The first seven entries belong to the free joint between MIMo and the world, so we exclude
those from the randomization. The crib does not have joints and other joints in the
scene belong to MIMo. We then set the state with our new randomized positions and let the
simulation settle for a few timesteps:
def reset_model(self):
self.set_state(self.init_qpos, self.init_qvel)
qpos = self.init_crouch_position
# set initial positions stochastically
qpos[7:] = qpos[7:] + self.np_random.uniform(low=-0.01, high=0.01, size=len(qpos[7:]))
# set initial velocities to zero
qvel = np.zeros(self.data.qvel.ravel().shape)

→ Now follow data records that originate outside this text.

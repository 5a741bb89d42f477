//! Listing page state: selected category, search term and visible posts.

use blog_posts::{PageContext, PostView, RawPostRecord, adapt_posts, filter_by_title};
use serde::Serialize;

use crate::layout::{TabGeometry, compute_centering_offset};
use crate::navigator::{Navigator, category_path};

/// One entry of the category tab strip.
#[derive(Clone, Debug, PartialEq, Eq, Serialize)]
pub struct Tab {
    pub label: String,
    pub path: String,
    pub is_selected: bool,
}

/// State of one listing page instance.
///
/// Posts are adapted once on construction. Changing category never touches
/// local state: it asks the [`Navigator`] for a new page, which builds a new
/// controller. Only the search term changes in place, and every change
/// recomputes [`visible_posts`](Self::visible_posts) from the full post list.
#[derive(Debug)]
pub struct ListingController {
    categories: Vec<String>,
    selected_index: usize,
    posts: Vec<PostView>,
    search_term: String,
    visible_posts: Vec<PostView>,
    centered: bool,
}

impl ListingController {
    /// Create the controller for the page showing `current_category`.
    ///
    /// # Panics
    ///
    /// Panics if `current_category` is not one of `categories`. The category
    /// list and the current category come from the same build step, so a
    /// mismatch is a pipeline bug.
    #[must_use]
    pub fn new(
        categories: Vec<String>,
        current_category: &str,
        records: &[RawPostRecord],
    ) -> Self {
        let selected_index = categories
            .iter()
            .position(|c| c == current_category)
            .unwrap_or_else(|| {
                panic!("current category '{current_category}' is not in {categories:?}")
            });
        let posts = adapt_posts(records);
        let visible_posts = posts.clone();

        Self {
            categories,
            selected_index,
            posts,
            search_term: String::new(),
            visible_posts,
            centered: false,
        }
    }

    /// Create the controller from a loaded page context.
    #[must_use]
    pub fn from_context(context: &PageContext) -> Self {
        Self::new(
            context.categories.clone(),
            &context.current_category,
            &context.edges,
        )
    }

    /// Ask `navigator` to open the page for the category at `index`.
    ///
    /// The controller itself is left untouched.
    ///
    /// # Panics
    ///
    /// Panics if `index` is out of range.
    pub fn select_category(&self, index: usize, navigator: &dyn Navigator) {
        let path = category_path(&self.categories, index);
        tracing::debug!(index, path = %path, "Navigating to category");
        navigator.go_to(&path);
    }

    /// Replace the search term and recompute the visible posts.
    pub fn set_search_term(&mut self, term: impl Into<String>) {
        self.search_term = term.into();
        self.visible_posts = filter_by_title(&self.posts, &self.search_term);
        tracing::debug!(
            term = %self.search_term,
            visible = self.visible_posts.len(),
            total = self.posts.len(),
            "Search term updated"
        );
    }

    /// Post-layout callback for the tab strip.
    ///
    /// Returns the scroll offset centering the selected tab on the first
    /// call and `None` afterwards, so re-renders never move the strip.
    ///
    /// # Panics
    ///
    /// Panics on the first call if `tabs` has no entry for the selected
    /// category.
    pub fn on_layout(&mut self, tabs: &[TabGeometry], container_width: f64) -> Option<f64> {
        if self.centered {
            return None;
        }
        self.centered = true;
        Some(compute_centering_offset(
            self.selected_index,
            tabs,
            container_width,
        ))
    }

    pub fn categories(&self) -> &[String] {
        &self.categories
    }

    pub fn selected_index(&self) -> usize {
        self.selected_index
    }

    pub fn selected_category(&self) -> &str {
        &self.categories[self.selected_index]
    }

    pub fn search_term(&self) -> &str {
        &self.search_term
    }

    /// Every post of the current category, ignoring the search term.
    pub fn posts(&self) -> &[PostView] {
        &self.posts
    }

    pub fn visible_posts(&self) -> &[PostView] {
        &self.visible_posts
    }

    /// Tab strip entries in category order.
    pub fn tabs(&self) -> Vec<Tab> {
        (0..self.categories.len())
            .map(|index| Tab {
                label: self.categories[index].clone(),
                path: category_path(&self.categories, index),
                is_selected: index == self.selected_index,
            })
            .collect()
    }
}

#[cfg(test)]
mod tests {
    use pretty_assertions::assert_eq;

    use super::*;
    use crate::RecordingNavigator;
    use crate::layout::tabs_from_widths;

    fn categories() -> Vec<String> {
        ["all", "tech", "life"].map(str::to_owned).to_vec()
    }

    fn records() -> Vec<RawPostRecord> {
        vec![
            RawPostRecord::new("Intro to Hooks", "tech"),
            RawPostRecord::new("My Daily Life", "tech"),
            RawPostRecord::new("React Tips", "tech"),
        ]
    }

    fn controller() -> ListingController {
        ListingController::new(categories(), "tech", &records())
    }

    fn visible_titles(controller: &ListingController) -> Vec<&str> {
        controller
            .visible_posts()
            .iter()
            .map(|p| p.title.as_str())
            .collect()
    }

    #[test]
    fn test_new_selects_current_category() {
        let controller = controller();
        assert_eq!(controller.selected_index(), 1);
        assert_eq!(controller.selected_category(), "tech");
        assert_eq!(controller.search_term(), "");
    }

    #[test]
    fn test_new_shows_all_posts() {
        let controller = controller();
        assert_eq!(controller.visible_posts(), controller.posts());
        assert_eq!(controller.posts().len(), 3);
    }

    #[test]
    #[should_panic(expected = "not in")]
    fn test_new_unknown_category_panics() {
        let _ = ListingController::new(categories(), "music", &records());
    }

    #[test]
    fn test_from_context() {
        let context = PageContext {
            categories: categories(),
            current_category: "life".to_owned(),
            edges: records(),
        };
        let controller = ListingController::from_context(&context);
        assert_eq!(controller.selected_index(), 2);
        assert_eq!(controller.posts().len(), 3);
    }

    #[test]
    fn test_search_re() {
        let mut controller = controller();
        controller.set_search_term("re");
        assert_eq!(visible_titles(&controller), vec!["React Tips"]);
    }

    #[test]
    fn test_search_life() {
        let mut controller = controller();
        controller.set_search_term("life");
        assert_eq!(visible_titles(&controller), vec!["My Daily Life"]);
    }

    #[test]
    fn test_search_is_idempotent() {
        let mut once = controller();
        once.set_search_term("i");

        let mut twice = controller();
        twice.set_search_term("i");
        twice.set_search_term("i");

        assert_eq!(once.visible_posts(), twice.visible_posts());
        assert_eq!(
            visible_titles(&twice),
            vec!["Intro to Hooks", "My Daily Life", "React Tips"]
        );
    }

    #[test]
    fn test_search_recomputes_from_all_posts() {
        let mut controller = controller();
        controller.set_search_term("react");
        assert_eq!(visible_titles(&controller), vec!["React Tips"]);

        controller.set_search_term("hooks");
        assert_eq!(visible_titles(&controller), vec!["Intro to Hooks"]);

        controller.set_search_term("");
        assert_eq!(controller.visible_posts(), controller.posts());
    }

    #[test]
    fn test_search_matches_definition_for_many_terms() {
        let mut controller = controller();
        for term in ["", "o", "IN", "tips", "x", " ", "my d", "hooks!"] {
            controller.set_search_term(term);
            let expected: Vec<&str> = controller
                .posts()
                .iter()
                .filter(|p| p.title.to_lowercase().contains(&term.to_lowercase()))
                .map(|p| p.title.as_str())
                .collect();
            assert_eq!(visible_titles(&controller), expected, "term {term:?}");
        }
    }

    #[test]
    fn test_select_category_zero_goes_to_posts() {
        let controller = controller();
        let navigator = RecordingNavigator::new();
        controller.select_category(0, &navigator);
        assert_eq!(navigator.last(), Some("/posts".to_owned()));
    }

    #[test]
    fn test_select_category_named() {
        let controller = controller();
        let navigator = RecordingNavigator::new();
        controller.select_category(2, &navigator);
        controller.select_category(1, &navigator);
        assert_eq!(navigator.visited(), vec!["/posts/life", "/posts/tech"]);
    }

    #[test]
    fn test_select_category_keeps_state() {
        let mut controller = controller();
        controller.set_search_term("re");
        controller.select_category(2, &RecordingNavigator::new());
        assert_eq!(controller.selected_index(), 1);
        assert_eq!(visible_titles(&controller), vec!["React Tips"]);
    }

    #[test]
    #[should_panic(expected = "out of range")]
    fn test_select_category_out_of_range() {
        controller().select_category(3, &RecordingNavigator::new());
    }

    #[test]
    fn test_on_layout_runs_once() {
        let mut controller = controller();
        let tabs = [TabGeometry::new(0.0, 100.0), TabGeometry::new(100.0, 50.0)];

        let first = controller.on_layout(&tabs, 300.0);
        assert!(first.is_some_and(|offset| (offset - -25.0).abs() < f64::EPSILON));

        assert_eq!(controller.on_layout(&tabs, 300.0), None);
        assert_eq!(controller.on_layout(&tabs_from_widths(&[1.0; 3]), 10.0), None);
    }

    #[test]
    fn test_tabs() {
        let tabs = controller().tabs();
        assert_eq!(
            tabs,
            vec![
                Tab {
                    label: "all".to_owned(),
                    path: "/posts".to_owned(),
                    is_selected: false,
                },
                Tab {
                    label: "tech".to_owned(),
                    path: "/posts/tech".to_owned(),
                    is_selected: true,
                },
                Tab {
                    label: "life".to_owned(),
                    path: "/posts/life".to_owned(),
                    is_selected: false,
                },
            ]
        );
    }
}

self.set_state(qpos, qvel)
# perform 100 steps with no actions to stabilize initial position
actions = np.zeros(self.action_space.shape)
self._set_action(actions)
mujoco.mj_step(self.model, self.data, nstep=100)
return self._get_obs()
Finally we register our new environment with gym by adding these lines to
mimoEnv/__init__.py, which also lets us set our fixed episode length:
register(id='MIMoStandup-v0',
entry_point='mimoEnv.envs:MIMoStandupEnv',
max_episode_steps=500,
)
We can then create our new environment with:
import gym
import mimoEnv
env = gym.make('MIMoStandup-v0')